Paul Franklin takes us through the machinations of Christopher Nolan's hot mind-bender.

Check out the Inception trailers and clips at AWNtv!

Watching draw bridges being raised over the Chicago River inspired the design of the folding street. All images courtesy of Warner Bros.

A lot has already been written about the relationship between dreams and movies in Inception. At its core, though, it's really about the all-consuming struggle to create an original work. So imagine Double Negative's challenge in trying to help visualize multiple dream states from director Chris Nolan's furtive imagination all interacting together.

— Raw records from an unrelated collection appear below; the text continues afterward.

//! Resolved entity model: catalog snapshot flattened into the names and
//! metadata the schema generator and SQL builder work from.

use crate::case::{pluralize, singularize, to_camel_case, to_pascal_case};
use crate::error::IntrospectError;
use crate::introspect::types::{Catalog, ColumnRow};
use std::collections::{HashMap, HashSet};

/// Primary key type for parsing id arguments.
#[derive(Clone, Debug, PartialEq, Eq)]
pub enum PkType {
    Uuid,
    BigInt,
    Int,
    Text,
}

/// GraphQL scalar a column maps to.
#[derive(Clone, Copy, Debug, PartialEq, Eq)]
pub enum GqlScalar {
    Uuid,
    String,
    Int,
    BigInt,
    Float,
    Boolean,
    Datetime,
    Date,
    BigFloat,
    Json,
}

impl GqlScalar {
    pub fn type_name(&self) -> &'static str {
        match self {
            GqlScalar::Uuid => "UUID",
            GqlScalar::String => "String",
            GqlScalar::Int => "Int",
            GqlScalar::BigInt => "BigInt",
            GqlScalar::Float => "Float",
            GqlScalar::Boolean => "Boolean",
            GqlScalar::Datetime => "Datetime",
            GqlScalar::Date => "Date",
            GqlScalar::BigFloat => "BigFloat",
            GqlScalar::Json => "JSON",
        }
    }
}

fn scalar_for_udt(udt: &str) -> GqlScalar {
    match udt {
        "uuid" => GqlScalar::Uuid,
        "text" | "varchar" | "bpchar" | "name" | "citext" => GqlScalar::String,
        "int2" | "int4" => GqlScalar::Int,
        "int8" => GqlScalar::BigInt,
        "float4" | "float8" => GqlScalar::Float,
        "bool" => GqlScalar::Boolean,
        "timestamp" | "timestamptz" => GqlScalar::Datetime,
        "date" => GqlScalar::Date,
        "numeric" => GqlScalar::BigFloat,
        "json" | "jsonb" => GqlScalar::Json,
        _ => GqlScalar::String,
    }
}

/// Direction of a derived relation field: to_one (we hold the FK) or
/// to_many (they hold the FK to us).
#[derive(Clone, Copy, Debug, PartialEq, Eq)]
pub enum RelationDirection {
    ToOne,
    ToMany,
}

/// One derived relation field, e.g. `facilityByFacilityId` (to_one) or
/// `locationsByFacilityId` (to_many).
#[derive(Clone, Debug)]
pub struct RelationSpec {
    pub field_name: String,
    pub direction: RelationDirection,
    /// Table name of the related entity (key into the model).
    pub related_table: String,
    /// Our column used in the join (our FK for to_one; our PK for to_many).
    pub our_key_column: String,
    /// Their column used in the join (their PK for to_one; their FK for to_many).
    pub their_key_column: String,
}

#[derive(Clone, Debug)]
pub struct ColumnInfo {
    /// snake_case column name, as in the database.
    pub name: String,
    /// camelCase field name, as exposed in the schema.
    pub field_name: String,
    pub scalar: GqlScalar,
    pub is_pk: bool,
    pub nullable: bool,
    pub has_default: bool,
    /// PostgreSQL type name for `$n::type` casts when binding values.
    pub pg_type: String,
    /// Select the column as `col::text` so rows decode uniformly
    /// (enums, numeric, and types without a native JSON mapping).
    pub cast_to_text: bool,
}

#[derive(Clone, Debug)]
pub struct ResolvedEntity {
    pub schema_name: String,
    pub table_name: String,
    /// PascalCase singular, e.g. "UserFacility".
    pub type_name: String,
    /// PascalCase plural, e.g. "UserFacilities"; prefixes Connection/Edge types.
    pub plural_type_name: String,
    /// Lookup query field, e.g. "userFacilityById".
    pub row_field: String,
    /// Collection query field, e.g. "allUserFacilities".
    pub all_field: String,
    pub pk_column: String,
    pub pk_type: PkType,
    pub columns: Vec<ColumnInfo>,
    pub relations: Vec<RelationSpec>,
}

impl ResolvedEntity {
    pub fn connection_type(&self) -> String {
        format!("{}Connection", self.plural_type_name)
    }

    pub fn edge_type(&self) -> String {
        format!("{}Edge", self.plural_type_name)
    }

    pub fn condition_type(&self) -> String {
        format!("{}Condition", self.type_name)
    }

    pub fn input_type(&self) -> String {
        format!("{}Input", self.type_name)
    }

    pub fn patch_type(&self) -> String {
        format!("{}Patch", self.type_name)
    }

    pub fn column(&self, name: &str) -> Option<&ColumnInfo> {
        self.columns.iter().find(|c| c.name == name)
    }

    pub fn column_by_field(&self, field_name: &str) -> Option<&ColumnInfo> {
        self.columns.iter().find(|c| c.field_name == field_name)
    }

    pub fn pk_scalar(&self) -> GqlScalar {
        self.column(&self.pk_column)
            .map(|c| c.scalar)
            .unwrap_or(GqlScalar::String)
    }
}

#[derive(Clone, Debug, Default)]
pub struct ResolvedModel {
    pub schema: String,
    pub entities: Vec<ResolvedEntity>,
    pub entity_by_table: HashMap<String, ResolvedEntity>,
}

impl ResolvedModel {
    pub fn entity(&self, table: &str) -> Option<&ResolvedEntity> {
        self.entity_by_table.get(table)
    }
}

fn pk_type_for(col: &ColumnRow) -> PkType {
    match col.udt_name.as_str() {
        "uuid" => PkType::Uuid,
        "int8" => PkType::BigInt,
        "int2" | "int4" => PkType::Int,
        _ => PkType::Text,
    }
}

/// Build the resolved model from a catalog snapshot.
///
/// Tables without a single-column primary key are skipped (no stable lookup
/// field can be derived for them); foreign keys touching a skipped table are
/// dropped with the table.
pub fn resolve(catalog: &Catalog) -> Result<ResolvedModel, IntrospectError> {
    if catalog.tables.is_empty() {
        return Err(IntrospectError::EmptySchema(catalog.schema.clone()));
    }

    let mut columns_by_table: HashMap<&str, Vec<&ColumnRow>> = HashMap::new();
    for c in &catalog.columns {
        columns_by_table.entry(c.table_name.as_str()).or_default().push(c);
    }

    let mut pk_by_table: HashMap<&str, Vec<&str>> = HashMap::new();
    for pk in &catalog.primary_keys {
        pk_by_table
            .entry(pk.table_name.as_str())
            .or_default()
            .push(pk.column_name.as_str());
    }

    let mut entities = Vec::new();
    let mut seen_types: HashMap<String, String> = HashMap::new();

    for table in &catalog.tables {
        let name = table.table_name.as_str();
        let pk_cols = pk_by_table.get(name).map(Vec::as_slice).unwrap_or(&[]);
        let pk_column = match pk_cols {
            [single] => (*single).to_string(),
            [] => {
                tracing::warn!(table = name, "skipping table without a primary key");
                continue;
            }
            _ => {
                tracing::warn!(table = name, "skipping table with a composite primary key");
                continue;
            }
        };

        let table_cols = columns_by_table.get(name).map(Vec::as_slice).unwrap_or(&[]);
        let pk_row = table_cols.iter().find(|c| c.column_name == pk_column);
        let pk_type = match pk_row {
            Some(row) => pk_type_for(row),
            None => continue,
        };

        let columns: Vec<ColumnInfo> = table_cols
            .iter()
            .map(|c| {
                let scalar = scalar_for_udt(&c.udt_name);
                let user_defined = c.data_type == "USER-DEFINED";
                let unmapped = scalar == GqlScalar::String
                    && !matches!(c.udt_name.as_str(), "text" | "varchar" | "bpchar" | "name" | "citext");
                ColumnInfo {
                    name: c.column_name.clone(),
                    field_name: to_camel_case(&c.column_name),
                    scalar,
                    is_pk: c.column_name == pk_column,
                    nullable: c.nullable,
                    has_default: c.has_default,
                    pg_type: c.udt_name.clone(),
                    cast_to_text: user_defined || unmapped || scalar == GqlScalar::BigFloat,
                }
            })
            .collect();

        let singular = singularize(name);
        let type_name = to_pascal_case(&singular);
        if let Some(prior) = seen_types.insert(type_name.clone(), name.to_string()) {
            return Err(IntrospectError::DuplicateName {
                name: type_name,
                first: prior,
                second: name.to_string(),
            });
        }

        entities.push(ResolvedEntity {
            schema_name: catalog.schema.clone(),
            table_name: name.to_string(),
            plural_type_name: to_pascal_case(&pluralize(&singular)),
            row_field: format!("{}ById", to_camel_case(&singular)),
            all_field: format!("all{}", to_pascal_case(&pluralize(&singular))),
            type_name,
            pk_column,
            pk_type,
            columns,
            relations: Vec::new(),
        });
    }

    let entity_tables: HashSet<String> = entities.iter().map(|e| e.table_name.clone()).collect();

    // Single-column foreign keys only; each one derives a field in both directions.
    let mut fk_member_count: HashMap<&str, usize> = HashMap::new();
    for fk in &catalog.foreign_keys {
        *fk_member_count.entry(fk.constraint_name.as_str()).or_default() += 1;
    }
    let mut relations: HashMap<String, Vec<RelationSpec>> = HashMap::new();
    for fk in &catalog.foreign_keys {
        if fk_member_count[fk.constraint_name.as_str()] != 1 {
            continue;
        }
        if !entity_tables.contains(&fk.child_table) || !entity_tables.contains(&fk.parent_table) {
            continue;
        }
        let parent_singular = singularize(&fk.parent_table);
        relations.entry(fk.child_table.clone()).or_default().push(RelationSpec {
            field_name: format!(
                "{}By{}",
                to_camel_case(&parent_singular),
                to_pascal_case(&fk.child_column)
            ),
            direction: RelationDirection::ToOne,
            related_table: fk.parent_table.clone(),
            our_key_column: fk.child_column.clone(),
            their_key_column: fk.parent_column.clone(),
        });
        relations.entry(fk.parent_table.clone()).or_default().push(RelationSpec {
            field_name: format!(
                "{}By{}",
                to_camel_case(&fk.child_table),
                to_pascal_case(&fk.child_column)
            ),
            direction: RelationDirection::ToMany,
            related_table: fk.child_table.clone(),
            our_key_column: fk.parent_column.clone(),
            their_key_column: fk.child_column.clone(),
        });
    }
    for entity in &mut entities {
        if let Some(mut specs) = relations.remove(&entity.table_name) {
            specs.sort_by(|a, b| a.field_name.cmp(&b.field_name));
            entity.relations = specs;
        }
    }

    let entity_by_table = entities
        .iter()
        .map(|e| (e.table_name.clone(), e.clone()))
        .collect();

    Ok(ResolvedModel {
        schema: catalog.schema.clone(),
        entities,
        entity_by_table,
    })
}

It all began with architecture. "Whether it's through the manipulation of structures to show the power of the dreamers, as in the folding streets of Paris, or in the crumbling towers of Limbo, which symbolize the advancing collapse of Cobb's mental state [played by Leonardo DiCaprio], the design of the built environment is always significant," explains Paul Franklin, the overall visual effects supervisor, who collaborated with Dneg's Pete Bebb, the CG supervisor, and Andy Lockley, the 2D supervisor, among others.

Production Designer Guy Dyas and his art department team gathered an extensive library of architectural reference, which the vfx team then built upon through post- production to develop a strong language of structure and style that drew heavily upon the history of modern architecture throughout the 20th century, especially for the climactic scenes in Limbo.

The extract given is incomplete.